This is an unofficial implementation of the paper "Surrogate Gradient Field for Latent Space Manipulation (CVPR 2021)" in Pytorch. Please notice that this implementation may differ in details compared to the original paper due to the empricial reasons.
The author leveraged diverse labels (e.g., age, gender, smile, ...) using MS Face API. In the experiment, I only used pose values in a soft manner (0.0 ~ 1.0) for my own research. Empirically, the result shows a smooth transition compared to the manipulation learned by hard labels. I believe adding more labels as the authors did in their work will make the transition more robust (e.g., id or characteristics of the input image is sustained while manipulating it).
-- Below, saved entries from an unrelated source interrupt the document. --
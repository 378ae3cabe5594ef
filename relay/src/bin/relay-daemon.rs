use anyhow::{Context, Result};
use clap::Parser;
use std::net::SocketAddr;
use std::path::PathBuf;
use std::sync::Arc;
use symptom_core::{CompletionClient, CompletionClientRef, OpenAIClient};
use symptom_relay::config::AppConfig;
use symptom_relay::feedback::{FeedbackStoreRef, InMemoryFeedbackStore};
use symptom_relay::http_server::{self, AppState};
use symptom_relay::TriageCoordinator;
use tracing::{error, info};
use tracing_subscriber::{fmt, prelude::*, EnvFilter};

#[derive(Parser, Debug)]
#[command(name = "relay-daemon", about = "Symptom-triage chat relay", version)]
struct Args {
    /// Path to config file
    #[arg(short, long)]
    config: Option<PathBuf>,

    /// HTTP server address
    #[arg(long, env = "RELAY_HTTP_ADDR")]
    http_addr: Option<SocketAddr>,

    /// Origin allowed by CORS
    #[arg(long, env = "RELAY_ALLOWED_ORIGIN")]
    allowed_origin: Option<String>,

    /// Completion model to use
    #[arg(short = 'o', long)]
    model: Option<String>,

    /// Base URL of the OpenAI-compatible completion service
    #[arg(long)]
    base_url: Option<String>,

    /// TOML file replacing the built-in keyword table
    #[arg(long)]
    keyword_file: Option<PathBuf>,

    /// Include error traces in /check error responses
    #[arg(long)]
    expose_trace: bool,

    /// Log level (trace, debug, info, warn, error)
    #[arg(long, env = "RELAY_LOG_LEVEL", default_value = "info")]
    log_level: String,
}

#[tokio::main]
async fn main() -> Result<()> {
    dotenvy::dotenv().ok();
    let args = Args::parse();

    tracing_subscriber::registry()
        .with(fmt::layer())
        .with(EnvFilter::try_from_default_env().unwrap_or_else(|_| EnvFilter::new(&args.log_level)))
        .init();

    info!("Starting symptom relay");

    let mut config = match &args.config {
        Some(path) => AppConfig::load_from_file(path)
            .with_context(|| format!("Failed to load configuration from {}", path.display()))?,
        None => AppConfig::load_from_default().context("Failed to load configuration")?,
    };
    config.apply_env();

    if let Some(addr) = args.http_addr {
        config.http_addr = addr;
    }
    if let Some(origin) = args.allowed_origin {
        config.allowed_origin = origin;
    }
    if let Some(model) = args.model {
        config.model.model_name = Some(model);
    }
    if let Some(base_url) = args.base_url {
        config.model.base_url = Some(base_url);
    }
    if let Some(keyword_file) = args.keyword_file {
        config.keyword_file = Some(keyword_file);
    }
    config.expose_trace |= args.expose_trace;

    let library = Arc::new(config.keyword_library().context("Failed to load keyword library")?);
    info!(conditions = library.len(), "Loaded keyword library");

    let client: CompletionClientRef = match OpenAIClient::new(&config.model) {
        Ok(client) => {
            info!(model = %client.model_name(), "Initialized completion client");
            Arc::new(client)
        }
        Err(e) => {
            error!(error = %e, "Failed to initialize completion client");
            return Err(anyhow::anyhow!("Failed to initialize completion client: {}", e));
        }
    };

    if config.expose_trace {
        info!("Error traces are exposed in /check responses");
    }

    let feedback: FeedbackStoreRef = Arc::new(InMemoryFeedbackStore::new());
    let state = AppState::new(
        TriageCoordinator::new(client, library),
        feedback,
        config.expose_trace,
    );

    http_server::run_server(state, &config.allowed_origin, config.http_addr).await?;

    info!("Symptom relay shutting down");
    Ok(())
}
Please install the environment by running:
bash install.sh
- which will install libraries such as:
pip install tensorflow-gpu==1.15
conda install pytorch==1.7.1 torchvision==0.8.2 torchaudio==0.7.2 -c pytorch
pip install scipy>=0.17.0
pip install requests==2.22.0
pip install Pillow==6.2.1
pip install h5py==2.9.0
pip install imageio==2.9.0
pip install imageio-ffmpeg==0.4.2
pip install tqdm==4.49.0
pip install click pyspng ninja
pip install opencv-python
pip install scikit-image
pip install numba
To see the manipulation result:
python sgf_pose.py --G_path 'path/to/generator.pkl' --SE_path 'path/to/se.pth' --AUX_path 'path/to/aux.pth' --save_result 1
SGF consists of multiple steps to follow. I will briefly introduce the concept of each step and the code to run respectively.
- Generate 100K samples images using StyleGAN2 to train SENet
python generate.py --outdir=data/train/images --seeds=0,100000 --resize 256
python generate.py --outdir=data/val/images --seeds=100000,100500 --resize 256
python generate.py --outdir=data/test/images --seeds=100500,101000 --resize 256
- Label images using Azure Face API / open source Face landmark detection algorithm to infer pose (yaw, roll, pitch)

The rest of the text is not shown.